What to do —
Report back the lines in this listing that carry the string "against".

/---

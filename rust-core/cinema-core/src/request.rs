//! # HTTP Request
//!
//! Request wrapper handed to catalog handlers and middleware. The body is
//! collected up front against the configured size limit, so handlers only
//! ever see complete bytes.

use crate::error::{Error, Result};
use crate::router::Method;
use crate::types::ParamValue;
use http_body_util::BodyExt;
use hyper::body::Bytes;
use hyper::header::{HeaderMap, HeaderName, HeaderValue, CONTENT_LENGTH};
use hyper::Request;
use std::collections::HashMap;

/// HTTP request with its body fully collected
#[derive(Debug, Clone)]
pub struct ApiRequest {
    /// HTTP method
    pub method: Method,
    /// Request path (without query string)
    pub path: String,
    /// Path parameters converted to their declared types
    pub typed_params: HashMap<String, ParamValue>,
    /// Request headers
    headers: HeaderMap,
    /// Request body, empty when none was sent
    body: Bytes,
}

impl ApiRequest {
    /// Create a request manually (tests and in-process calls)
    ///
    /// A query string in `path` is discarded.
    #[must_use]
    pub fn new(
        method: Method,
        path: impl Into<String>,
        headers_map: HashMap<String, String>,
        body: Option<Bytes>,
    ) -> Self {
        let mut path: String = path.into();
        if let Some(query_start) = path.find('?') {
            path.truncate(query_start);
        }

        let mut request = Self {
            method,
            path,
            typed_params: HashMap::new(),
            headers: HeaderMap::new(),
            body: body.unwrap_or_default(),
        };
        for (k, v) in &headers_map {
            request.set_header(k, v);
        }
        request
    }

    /// Create from a hyper request, collecting at most `max_body_size` bytes
    ///
    /// # Errors
    ///
    /// Returns `Error::PayloadTooLarge` when the declared or actual body size
    /// exceeds the limit, `Error::Http` when the body cannot be read.
    pub async fn from_hyper_with_limit(
        req: Request<hyper::body::Incoming>,
        method: Method,
        max_body_size: usize,
    ) -> Result<Self> {
        let path = req.uri().path().to_string();

        let headers = req.headers().clone();
        if let Some(content_len) = headers
            .get(CONTENT_LENGTH)
            .and_then(|len| len.to_str().ok())
            .and_then(|len| len.parse::<usize>().ok())
        {
            if content_len > max_body_size {
                return Err(Error::PayloadTooLarge {
                    limit: max_body_size,
                    actual: content_len,
                });
            }
        }

        let body = BodyExt::collect(req.into_body()).await?.to_bytes();
        if body.len() > max_body_size {
            return Err(Error::PayloadTooLarge {
                limit: max_body_size,
                actual: body.len(),
            });
        }

        Ok(Self {
            method,
            path,
            typed_params: HashMap::new(),
            headers,
            body,
        })
    }

    /// Get a header value by name (case-insensitive)
    #[must_use]
    pub fn header(&self, name: &str) -> Option<&str> {
        self.headers.get(name).and_then(|v| v.to_str().ok())
    }

    /// Set or override a header
    ///
    /// Names or values that are not valid HTTP are ignored.
    pub fn set_header(&mut self, name: &str, value: &str) {
        if let (Ok(n), Ok(v)) = (
            HeaderName::from_bytes(name.as_bytes()),
            HeaderValue::from_str(value),
        ) {
            self.headers.insert(n, v);
        }
    }

    /// Integer path parameter, `None` when absent or not an integer
    #[must_use]
    pub fn param_int(&self, name: &str) -> Option<i64> {
        self.typed_params.get(name).and_then(ParamValue::as_int)
    }

    /// Request body bytes, empty when none was sent
    #[must_use]
    pub fn body_bytes(&self) -> &[u8] {
        &self.body
    }
}
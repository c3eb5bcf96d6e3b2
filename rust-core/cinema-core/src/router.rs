//! # Router
//!
//! Radix-trie routing with `matchit`, one trie per method. Besides matching,
//! the router answers which methods a path supports, which the server turns
//! into `405` and `OPTIONS` responses. `HEAD` is allowed wherever `GET` is.

use crate::error::{Error, Result};
use crate::route::RouteInfo;
use crate::types::ParamValue;
use matchit::Router as MatchitRouter;
use std::collections::HashMap;

/// HTTP methods supported by the router
#[derive(Debug, Clone, Copy, PartialEq, Eq, Hash, PartialOrd, Ord)]
pub enum Method {
    /// HTTP GET
    Get,
    /// HTTP POST
    Post,
    /// HTTP PUT
    Put,
    /// HTTP PATCH
    Patch,
    /// HTTP DELETE
    Delete,
    /// HTTP HEAD
    Head,
    /// HTTP OPTIONS
    Options,
}

impl Method {
    /// Map a hyper method, `None` for methods the router never serves
    #[must_use]
    pub fn from_hyper(method: &hyper::Method) -> Option<Self> {
        match *method {
            hyper::Method::GET => Some(Self::Get),
            hyper::Method::POST => Some(Self::Post),
            hyper::Method::PUT => Some(Self::Put),
            hyper::Method::PATCH => Some(Self::Patch),
            hyper::Method::DELETE => Some(Self::Delete),
            hyper::Method::HEAD => Some(Self::Head),
            hyper::Method::OPTIONS => Some(Self::Options),
            _ => None,
        }
    }

    /// Upper-case method name
    #[must_use]
    pub const fn as_str(&self) -> &'static str {
        match self {
            Self::Get => "GET",
            Self::Post => "POST",
            Self::Put => "PUT",
            Self::Patch => "PATCH",
            Self::Delete => "DELETE",
            Self::Head => "HEAD",
            Self::Options => "OPTIONS",
        }
    }
}

impl std::fmt::Display for Method {
    fn fmt(&self, f: &mut std::fmt::Formatter<'_>) -> std::fmt::Result {
        f.write_str(self.as_str())
    }
}

/// Route handler identifier
pub type HandlerId = usize;

/// Matched route with its converted parameters
#[derive(Debug)]
pub struct Match {
    /// The handler ID for this route
    pub handler_id: HandlerId,
    /// Path parameters converted to their declared types
    pub typed_params: HashMap<String, ParamValue>,
}

impl Match {
    /// Get a parameter as i64
    ///
    /// `None` when the parameter is absent or did not parse as an integer.
    #[must_use]
    pub fn get_int(&self, name: &str) -> Option<i64> {
        self.typed_params.get(name).and_then(ParamValue::as_int)
    }
}

/// Per-method storage for routes
#[derive(Clone)]
struct MethodRoutes {
    router: MatchitRouter<HandlerId>,
    routes: Vec<RouteInfo>,
}

impl MethodRoutes {
    fn new() -> Self {
        Self {
            router: MatchitRouter::new(),
            routes: Vec::new(),
        }
    }
}

/// HTTP router using radix trie
#[derive(Clone)]
pub struct Router {
    /// Per-method routers for efficient matching
    method_routes: HashMap<Method, MethodRoutes>,
    /// Counter for generating handler IDs
    next_handler_id: HandlerId,
}

impl Default for Router {
    fn default() -> Self {
        Self::new()
    }
}

impl Router {
    /// Create a new empty router
    #[must_use]
    pub fn new() -> Self {
        Self {
            method_routes: HashMap::new(),
            next_handler_id: 0,
        }
    }

    /// Register a route with the given method and path pattern
    ///
    /// Supports typed parameters: `/genres/{id:int}/`
    ///
    /// # Returns
    ///
    /// The handler ID assigned to this route
    ///
    /// # Errors
    ///
    /// Returns `Error::InvalidRoutePattern` if the pattern is malformed or
    /// already registered for this method.
    pub fn add_route(&mut self, method: Method, path: &str) -> Result<HandlerId> {
        let handler_id = self.next_handler_id;

        let route_info = RouteInfo::new(handler_id, path);

        let method_routes = self
            .method_routes
            .entry(method)
            .or_insert_with(MethodRoutes::new);

        method_routes
            .router
            .insert(route_info.match_pattern.clone(), handler_id)
            .map_err(|e| Error::InvalidRoutePattern {
                pattern: path.to_string(),
                reason: e.to_string(),
            })?;

        method_routes.routes.push(route_info);
        self.next_handler_id += 1;

        Ok(handler_id)
    }

    /// Match a request path against registered routes
    ///
    /// A typed parameter that fails conversion is kept as
    /// `ParamValue::String`, so handlers decide how to answer it.
    ///
    /// # Errors
    ///
    /// Returns `Error::RouteNotFound` if no matching route exists
    pub fn match_route(&self, method: Method, path: &str) -> Result<Match> {
        let not_found = || Error::RouteNotFound {
            path: path.to_string(),
        };

        let method_routes = self.method_routes.get(&method).ok_or_else(not_found)?;
        let matched = method_routes.router.at(path).map_err(|_| not_found())?;
        let handler_id = *matched.value;

        let route_info = method_routes
            .routes
            .iter()
            .find(|r| r.handler_id == handler_id)
            .ok_or_else(not_found)?;

        Ok(Match {
            handler_id,
            typed_params: route_info.typed_params(matched.params.iter()),
        })
    }

    /// Methods with a route matching `path`, sorted
    ///
    /// `HEAD` is included whenever `GET` is. Empty when the path is unknown
    /// to every method.
    #[must_use]
    pub fn allowed_methods(&self, path: &str) -> Vec<Method> {
        let mut methods: Vec<Method> = self
            .method_routes
            .iter()
            .filter(|(_, routes)| routes.router.at(path).is_ok())
            .map(|(method, _)| *method)
            .collect();
        if methods.contains(&Method::Get) && !methods.contains(&Method::Head) {
            methods.push(Method::Head);
        }
        methods.sort_unstable();
        methods
    }
}

#[cfg(test)]
mod tests {
    use super::*;

    #[test]
    fn test_basic_routing() {
        let mut router = Router::new();

        let id1 = router.add_route(Method::Get, "/").unwrap();
        let id2 = router.add_route(Method::Get, "/genres/").unwrap();
        let id3 = router.add_route(Method::Post, "/genres/").unwrap();

        assert_eq!(id1, 0);
        assert_eq!(id2, 1);
        assert_eq!(id3, 2);

        let m = router.match_route(Method::Get, "/").unwrap();
        assert_eq!(m.handler_id, 0);

        let m = router.match_route(Method::Get, "/genres/").unwrap();
        assert_eq!(m.handler_id, 1);

        let m = router.match_route(Method::Post, "/genres/").unwrap();
        assert_eq!(m.handler_id, 2);
    }

    #[test]
    fn test_untyped_parameter_stays_text() {
        let mut router = Router::new();
        router.add_route(Method::Get, "/actors/{id}/").unwrap();

        let m = router.match_route(Method::Get, "/actors/123/").unwrap();
        assert_eq!(
            m.typed_params.get("id"),
            Some(&ParamValue::String("123".to_string()))
        );
        assert_eq!(m.get_int("id"), None);
    }

    #[test]
    fn test_typed_int_parameter() {
        let mut router = Router::new();
        router.add_route(Method::Get, "/movies/{id:int}/").unwrap();

        let m = router.match_route(Method::Get, "/movies/123/").unwrap();
        assert_eq!(m.typed_params.get("id"), Some(&ParamValue::Int(123)));
        assert_eq!(m.get_int("id"), Some(123));
    }

    #[test]
    fn test_invalid_type_fallback_to_string() {
        let mut router = Router::new();
        router.add_route(Method::Get, "/movies/{id:int}/").unwrap();

        let m = router.match_route(Method::Get, "/movies/abc/").unwrap();
        assert_eq!(
            m.typed_params.get("id"),
            Some(&ParamValue::String("abc".to_string()))
        );
        assert_eq!(m.get_int("id"), None);
    }

    #[test]
    fn test_duplicate_route_rejected() {
        let mut router = Router::new();
        router.add_route(Method::Get, "/genres/").unwrap();
        assert!(router.add_route(Method::Get, "/genres/").is_err());

        // a failed registration does not consume an id
        assert_eq!(router.add_route(Method::Post, "/genres/").unwrap(), 1);
    }

    #[test]
    fn test_route_not_found() {
        let router = Router::new();
        let result = router.match_route(Method::Get, "/nonexistent/");
        assert!(result.is_err());
    }

    #[test]
    fn test_method_not_allowed() {
        let mut router = Router::new();
        router.add_route(Method::Get, "/genres/").unwrap();

        let result = router.match_route(Method::Post, "/genres/");
        assert!(result.is_err());
    }

    #[test]
    fn test_allowed_methods() {
        let mut router = Router::new();
        router.add_route(Method::Get, "/genres/").unwrap();
        router.add_route(Method::Post, "/genres/").unwrap();
        router.add_route(Method::Delete, "/genres/{id:int}/").unwrap();
        router.add_route(Method::Patch, "/genres/{id:int}/").unwrap();

        assert_eq!(
            router.allowed_methods("/genres/"),
            vec![Method::Get, Method::Post, Method::Head]
        );
        assert_eq!(
            router.allowed_methods("/genres/7/"),
            vec![Method::Patch, Method::Delete]
        );
        assert!(router.allowed_methods("/halls/").is_empty());
    }

    #[test]
    fn test_method_from_hyper() {
        assert_eq!(Method::from_hyper(&hyper::Method::PATCH), Some(Method::Patch));
        assert_eq!(Method::from_hyper(&hyper::Method::TRACE), None);
        assert_eq!(Method::Delete.to_string(), "DELETE");
    }
}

\---

Task solution —
//! collected up front against the configured size limit, so handlers only
    /// Match a request path against registered routes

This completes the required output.